Visione e Visionari sono le parole attorno al quale ruota il nuovo numero di Esquire in edicola. Un tema che il direttore Massimo Russo ha voluto dedicare soprattutto a chi, nella visione dell’arte e della cultura, ha cercato di ricordarci quali sono i diritti ancora da affermare, “Le cose semplici che ci rendono vitali. Che mai sono tanto importanti come quando qualcuno pensa di poterle cancellare”, spiega il direttore ricordando nell’editoriale anche Il ventesimo anniversario dell’attentato alle Torri Gemelle, che ha coinciso con la caduta di Kabul nelle mani dei talebani e Maria Grazia Cutuli, inviata del Corriere uccisa proprio in Afghanistan, che per prima aveva raccontato chi fossero gli studenti coranici.

Due le cover story che  ricordano come l’impegno dei visionari passi da tante strade. La prima firmata dal regista di Freaks Out, Gabriele Mainetti, dedicata alla campagna “Hearst Movie Confidence - Del cinema ti puoi fidare”, con i bambini a rappresentare lo stupore e la magia del ritorno nelle sale.

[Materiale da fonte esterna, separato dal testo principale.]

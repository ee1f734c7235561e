//! Error types for guarded outbound calls.
//!
//! Business-logic callers receive this taxonomy regardless of which
//! third-party API failed. The classification drives two independent
//! decisions: whether the breaker counts the call as an upstream fault,
//! and whether the caller may usefully retry.

use std::time::Duration;

use thiserror::Error;

/// Result type alias for guarded outbound operations.
pub type Result<T> = std::result::Result<T, GuardError>;

/// Errors surfaced by the outbound resilience layer.
#[derive(Debug, Clone, Error)]
pub enum GuardError {
    /// The per-service token bucket was empty; the call was shed before
    /// the wrapped function ran. Breaker state is untouched.
    #[error("rate limit exceeded for service {service}")]
    RateLimited {
        /// Service whose bucket was exhausted.
        service: String,
    },

    /// The circuit breaker rejected the call; the wrapped function never
    /// ran.
    #[error("circuit breaker open for service {service}")]
    CircuitOpen {
        /// Service whose circuit is open.
        service: String,
    },

    /// The wrapped call exceeded its deadline.
    #[error("request deadline exceeded after {timeout_ms}ms")]
    Timeout {
        /// Deadline that was exceeded, in milliseconds.
        timeout_ms: u64,
    },

    /// The upstream responded with a 5xx-class status.
    #[error("upstream failure: HTTP {status}")]
    UpstreamStatus {
        /// HTTP status code (5xx).
        status: u16,
        /// Response body content, truncated by the caller.
        body: String,
    },

    /// The upstream responded with a 4xx-class status.
    ///
    /// Indicates a bad request, not an unhealthy dependency; does not
    /// count toward tripping the breaker.
    #[error("client error: HTTP {status}")]
    ClientStatus {
        /// HTTP status code (4xx).
        status: u16,
        /// Response body content, truncated by the caller.
        body: String,
    },

    /// Connection-level failure before any response arrived.
    #[error("network failure: {message}")]
    Network {
        /// Description of the network failure.
        message: String,
    },
}

/// Stable error kind exposed to business logic.
///
/// Collapses the full taxonomy into the four cases callers branch on.
#[derive(Debug, Clone, Copy, PartialEq, Eq)]
pub enum ErrorKind {
    /// Shed by the rate limiter; retry with backoff.
    RateLimited,
    /// Rejected by an open circuit; retry after the breaker recovers.
    CircuitOpen,
    /// The dependency itself failed (5xx, deadline, network).
    UpstreamFailure,
    /// The request was at fault (4xx); retrying unchanged will not help.
    ClientFault,
}

impl std::fmt::Display for ErrorKind {
    fn fmt(&self, f: &mut std::fmt::Formatter<'_>) -> std::fmt::Result {
        match self {
            Self::RateLimited => write!(f, "rate_limited"),
            Self::CircuitOpen => write!(f, "circuit_open"),
            Self::UpstreamFailure => write!(f, "upstream_failure"),
            Self::ClientFault => write!(f, "client_fault"),
        }
    }
}

impl GuardError {
    /// Creates a rate-limited error for a service.
    pub fn rate_limited(service: impl Into<String>) -> Self {
        Self::RateLimited { service: service.into() }
    }

    /// Creates a circuit-open error for a service.
    pub fn circuit_open(service: impl Into<String>) -> Self {
        Self::CircuitOpen { service: service.into() }
    }

    /// Creates a timeout error from the exceeded deadline.
    pub fn timeout(deadline: Duration) -> Self {
        Self::Timeout { timeout_ms: u64::try_from(deadline.as_millis()).unwrap_or(u64::MAX) }
    }

    /// Creates a network error from a message.
    pub fn network(message: impl Into<String>) -> Self {
        Self::Network { message: message.into() }
    }

    /// Classifies an HTTP response status.
    ///
    /// Returns `None` for success statuses; 5xx maps to `UpstreamStatus`
    /// and everything else non-2xx to `ClientStatus`.
    pub fn from_status(status: u16, body: impl Into<String>) -> Option<Self> {
        match status {
            200..=299 => None,
            500..=599 => Some(Self::UpstreamStatus { status, body: body.into() }),
            _ => Some(Self::ClientStatus { status, body: body.into() }),
        }
    }

    /// Classifies a `reqwest` transport error.
    ///
    /// Timeouts and connect failures are distinguished because they count
    /// toward the breaker; callers pass the deadline they configured.
    pub fn from_reqwest(err: &reqwest::Error, deadline: Duration) -> Self {
        if err.is_timeout() {
            return Self::timeout(deadline);
        }
        if err.is_connect() {
            return Self::network(format!("connection failed: {err}"));
        }
        Self::network(err.to_string())
    }

    /// Returns the stable error kind for business-logic branching.
    pub fn kind(&self) -> ErrorKind {
        match self {
            Self::RateLimited { .. } => ErrorKind::RateLimited,
            Self::CircuitOpen { .. } => ErrorKind::CircuitOpen,
            Self::Timeout { .. } | Self::UpstreamStatus { .. } | Self::Network { .. } => {
                ErrorKind::UpstreamFailure
            },
            Self::ClientStatus { .. } => ErrorKind::ClientFault,
        }
    }

    /// Whether this error counts toward tripping the circuit breaker.
    ///
    /// Client faults do not: they indicate a bad request, not an
    /// unhealthy dependency. Rate-limit sheds never reach the breaker.
    pub fn is_upstream_fault(&self) -> bool {
        matches!(
            self,
            Self::Timeout { .. } | Self::UpstreamStatus { .. } | Self::Network { .. }
        )
    }

    /// Whether a caller may usefully retry after this error.
    pub fn is_retryable(&self) -> bool {
        !matches!(self, Self::ClientStatus { .. })
    }
}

L’altra vede protagonista Sangiovanni, il “Justin Bieber italiano” capace di collezionare numeri da record: secondo ad Amici 2020, ma primo in tutto il resto. “Essere arrivato a tante generazioni, non solo alla mia, mi fa riflettere, ho sempre lottato per questo, non penso che debba essere la mia generazione a cambiare, ma le altre ad accoglierci”, racconta Sangiovanni a Esquire.

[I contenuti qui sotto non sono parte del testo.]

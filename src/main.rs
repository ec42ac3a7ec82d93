use anyhow::Result;
use carbon_query::{
    CarbonAwareEngine, EngineConfig, ExecutionStrategy, MetricsCollector, QueryAnalyzer, QueryRows, Urgency,
};
use clap::{Parser, Subcommand};
use std::path::PathBuf;
use std::sync::Arc;
use tracing::info;
use tracing_subscriber::EnvFilter;

/// Rows printed before the output is truncated
const PREVIEW_ROWS: usize = 20;

#[derive(Parser)]
#[command(name = "carbon-query")]
#[command(about = "Carbon-aware SQL execution with energy profiling")]
#[command(version)]
struct Args {
    /// JSON config file (environment variables override it)
    #[arg(short, long, global = true)]
    config: Option<PathBuf>,

    /// SQLite database file
    #[arg(long, global = true)]
    db: Option<String>,

    /// Grid zone for carbon data
    #[arg(long, global = true)]
    zone: Option<String>,

    /// Append every execution record to this JSON-lines file
    #[arg(long, global = true)]
    metrics_log: Option<PathBuf>,

    #[command(subcommand)]
    command: Commands,
}

#[derive(Subcommand)]
enum Commands {
    /// Execute a query on the variant the selector picks
    Run {
        sql: String,

        /// batch, low, medium, high, critical (or 1-5)
        #[arg(short, long, default_value = "medium")]
        urgency: Urgency,

        /// Print the outcome as JSON
        #[arg(long)]
        json: bool,

        /// Save the session's metrics to this file
        #[arg(long)]
        save_metrics: Option<PathBuf>,
    },
    /// Execute a query once per strategy and compare energy and carbon
    Compare {
        sql: String,
    },
    /// Profile a query on one strategy over repeated trials
    Bench {
        sql: String,

        #[arg(short, long, default_value = "balanced")]
        strategy: ExecutionStrategy,

        /// Trials after one warm-up run (default from config)
        #[arg(short, long)]
        iterations: Option<usize>,
    },
    /// Show the features extracted from a query
    Analyze {
        sql: String,
    },
    /// Show the three compiled variants of a query
    Variants {
        sql: String,
    },
    /// Show the current carbon intensity and forecast
    Carbon {
        /// Forecast horizon in hours (default from config)
        #[arg(long)]
        hours: Option<i64>,
    },
}

#[tokio::main]
async fn main() -> Result<()> {
    // Load environment variables from .env file
    dotenv::dotenv().ok();

    tracing_subscriber::fmt()
        .with_env_filter(EnvFilter::try_from_default_env().unwrap_or_else(|_| EnvFilter::new("info")))
        .init();

    let args = Args::parse();
    let config = load_config(&args)?;

    match args.command {
        Commands::Run { sql, urgency, json, save_metrics } => run(config, sql, urgency, json, save_metrics).await,
        Commands::Compare { sql } => compare(config, sql).await,
        Commands::Bench { sql, strategy, iterations } => bench(config, sql, strategy, iterations).await,
        Commands::Analyze { sql } => analyze(sql),
        Commands::Variants { sql } => variants(config, sql),
        Commands::Carbon { hours } => carbon(config, hours).await,
    }
}

fn load_config(args: &Args) -> Result<EngineConfig> {
    let mut config = match &args.config {
        Some(path) => EngineConfig::load(path)?.with_env_overrides()?,
        None => EngineConfig::from_env()?,
    };

    if let Some(db) = &args.db {
        config.db_path = db.clone();
    }
    if let Some(zone) = &args.zone {
        config.zone = zone.clone();
    }
    if let Some(log) = &args.metrics_log {
        config.metrics_log = Some(log.clone());
    }
    Ok(config)
}

fn build_engine(config: EngineConfig) -> Result<(CarbonAwareEngine, Arc<MetricsCollector>)> {
    let collector = Arc::new(match &config.metrics_log {
        Some(path) => MetricsCollector::with_log_file(path.clone()),
        None => MetricsCollector::new(),
    });
    let engine = CarbonAwareEngine::from_config(config, collector.clone())?;
    Ok((engine, collector))
}

async fn run(
    config: EngineConfig,
    sql: String,
    urgency: Urgency,
    json: bool,
    save_metrics: Option<PathBuf>,
) -> Result<()> {
    let (engine, collector) = build_engine(config)?;
    let outcome = engine.execute(&sql, urgency).await?;

    if json {
        println!("{}", serde_json::to_string_pretty(&outcome)?);
    } else {
        println!("\n{}", "=".repeat(60));
        println!(" CARBON-AWARE EXECUTION DECISION");
        println!("{}", "=".repeat(60));
        println!("{}", outcome.decision.explain());
        println!(
            "Carbon now: {:.0} gCO2/kWh ({})",
            outcome.carbon.value_gco2_per_kwh, outcome.carbon.source
        );
        println!("{}", "=".repeat(60));

        if let Some(until) = outcome.decision.defer_until(chrono::Utc::now()) {
            println!("\nDeferred: re-submit after {}", until.format("%Y-%m-%d %H:%M UTC"));
        }
        if let Some(measurement) = &outcome.measurement {
            println!("\nMeasured: {}", measurement);
            if let Some(grams) = outcome.carbon_grams() {
                println!("Emitted: {:.6} g CO2", grams);
            }
        }
        if let Some(rows) = &outcome.rows {
            print_rows(rows);
        }
    }

    if let Some(path) = save_metrics {
        collector.save(&path)?;
        info!("Saved metrics to {}", path.display());
    }
    Ok(())
}

async fn compare(config: EngineConfig, sql: String) -> Result<()> {
    let (engine, collector) = build_engine(config)?;
    let comparison = engine.compare_strategies(&sql).await?;

    println!(
        "\nCarbon intensity: {:.0} gCO2/kWh ({})",
        comparison.carbon.value_gco2_per_kwh, comparison.carbon.source
    );
    println!("{:<10} {:>8} {:>12} {:>12} {:>10} {:>14}", "strategy", "rows", "energy (J)", "time (ms)", "power (W)", "carbon (g)");
    for (strategy, run) in comparison.runs.iter() {
        println!(
            "{:<10} {:>8} {:>12.4} {:>12.2} {:>10.2} {:>14.6}",
            strategy.to_string(),
            run.rows.row_count(),
            run.measurement.energy_joules,
            run.measurement.duration_ms,
            run.measurement.power_watts(),
            comparison.carbon_grams(strategy)
        );
    }
    println!("\nLowest energy: {}", comparison.most_efficient());

    let summary = collector.summary();
    println!(
        "Session: {} runs, {:.4} J, {:.6} g CO2",
        summary.count, summary.total_energy_joules, summary.total_carbon_grams
    );
    Ok(())
}

async fn bench(
    config: EngineConfig,
    sql: String,
    strategy: ExecutionStrategy,
    iterations: Option<usize>,
) -> Result<()> {
    let iterations = iterations.unwrap_or(config.profile_iterations);
    let (engine, _collector) = build_engine(config)?;
    let result = engine.benchmark(&sql, strategy, iterations).await?;

    println!("\n{} over {} runs", result.strategy, result.measurement.iterations);
    println!("{}", result.measurement);
    println!(
        "Carbon per run: {:.6} g CO2 at {:.0} gCO2/kWh",
        result.carbon_grams(),
        result.carbon.value_gco2_per_kwh
    );
    Ok(())
}

fn analyze(sql: String) -> Result<()> {
    let features = QueryAnalyzer::new().analyze(&sql);
    println!("{}", serde_json::to_string_pretty(&features)?);
    Ok(())
}

fn variants(config: EngineConfig, sql: String) -> Result<()> {
    let compiler = match config.max_threads {
        Some(threads) => carbon_query::VariantCompiler::with_parallelism(threads),
        None => carbon_query::VariantCompiler::new(),
    };
    for (_, variant) in compiler.compile(&sql).iter() {
        println!("{}", variant);
        if let Some(rewritten) = &variant.rewritten_sql {
            println!("    {}", rewritten.replace('\n', "\n    "));
        }
    }
    Ok(())
}

async fn carbon(config: EngineConfig, hours: Option<i64>) -> Result<()> {
    let source = config.carbon_source()?;
    let now = source.get_current().await?;
    println!(
        "{}: {:.0} gCO2/kWh ({}) [{}]",
        now.zone,
        now.value_gco2_per_kwh,
        now.band(&config.thresholds),
        now.source
    );

    let horizon = chrono::Duration::hours(hours.unwrap_or(config.forecast_horizon_hours));
    let forecast = source.get_forecast(horizon).await?;
    for point in forecast.points() {
        println!(
            "  {}  {:>6.0} ± {:<4.0} gCO2/kWh",
            point.timestamp.format("%Y-%m-%d %H:%M UTC"),
            point.value_gco2_per_kwh,
            point.uncertainty_gco2_per_kwh
        );
    }
    if let Some(min) = forecast.min_point() {
        println!("Cleanest: {:.0} gCO2/kWh at {}", min.value_gco2_per_kwh, min.timestamp.format("%H:%M UTC"));
    }
    Ok(())
}

fn print_rows(rows: &QueryRows) {
    println!("\n{}", rows.columns.join(" | "));
    for row in rows.rows.iter().take(PREVIEW_ROWS) {
        let cells: Vec<String> = row
            .iter()
            .map(|v| match v {
                serde_json::Value::String(s) => s.clone(),
                other => other.to_string(),
            })
            .collect();
        println!("{}", cells.join(" | "));
    }
    if rows.row_count() > PREVIEW_ROWS {
        println!("... {} more rows", rows.row_count() - PREVIEW_ROWS);
    }
    println!("({} rows)", rows.row_count());
}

A impreziosire la sezione “Stories” c’è l’intervista a Cory Juneau, lo skater californiano medaglia di bronzo a Tokyo, dove ha debuttato insieme allo sport più street che ci sia e, in esclusiva assoluta per l’Italia, “dodici minuti e una vita”, il long read a firma Mitchell S.Jackson Premio Pulitzer 2021 in Future Writing che racconta il legame tra razzismo e running negli Stati Uniti e gli ultimi istanti dell’esistenza del giovane jogger nero Ahmaud Arbery.

E poi ancora: a tu per tu con David Beckham alla Maserati, una graphic novel che racconta la nascita di un complottista, il futuro sostenibile di Genova e Torino, la guida semiseria alle visioni dello stand up comedian Saverio Raimondo, un portfolio dell’artista Meriem Bennani e uno strepitoso ritratto tracciato da Piera Detassis del cattivo per eccellenza, Robert Davi, controcorrente anche nella vita.

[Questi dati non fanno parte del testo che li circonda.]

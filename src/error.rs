use thiserror::Error;

#[derive(Error, Debug)]
pub enum CarbonQueryError {
    #[error("Configuration error: {0}")]
    Config(String),

    #[error("Carbon intensity error: {0}")]
    Carbon(String),

    #[error("Execution error: {0}")]
    Execution(String),

    #[error("Profiling error: {0}")]
    Profiling(String),

    #[error("Metrics error: {0}")]
    Metrics(String),

    #[error("IO error: {0}")]
    Io(#[from] std::io::Error),

    #[error("JSON error: {0}")]
    Json(#[from] serde_json::Error),
}

pub type Result<T> = std::result::Result<T, CarbonQueryError>;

La moda di Esquire parla di Essentials, capi e accessori indispensabili, per continuare con il Guardaroba, con l’easy leisure-wear autunnale. E poi la moda tailor made e le anticipazioni delle nuove collezioni in due grandi servizi – il primo ispirato a Fast and Furious e firmato da Valeriya Polivanova, l’altro ambientato in una villa al lago e immerso nelle suggestioni di fine estate, con le immagini di Joe Cruz.

Su Esquire non mancano le rubriche dedicate ai piaceri: l’incontro tra lo champagne e l’arte, le auto con cui sfrecciare tra gli impegni del quotidiano, l’emozione di guidare un bolide in pista, gli smartphone top, la riscoperta della natura, il bello della sauna, le scarpe formali comode come sneakers. E ancora personaggi, come il surfista Kai Lenny o il re degli yacht di lusso, l’amministratore delegato di Ferretti Group Alberto Galassi che risponde alle domande più irriverenti di Esquire, il mondo dell’esplorazione, l’opinione di Nick Sullivan, Creative Director di Esquire a New York.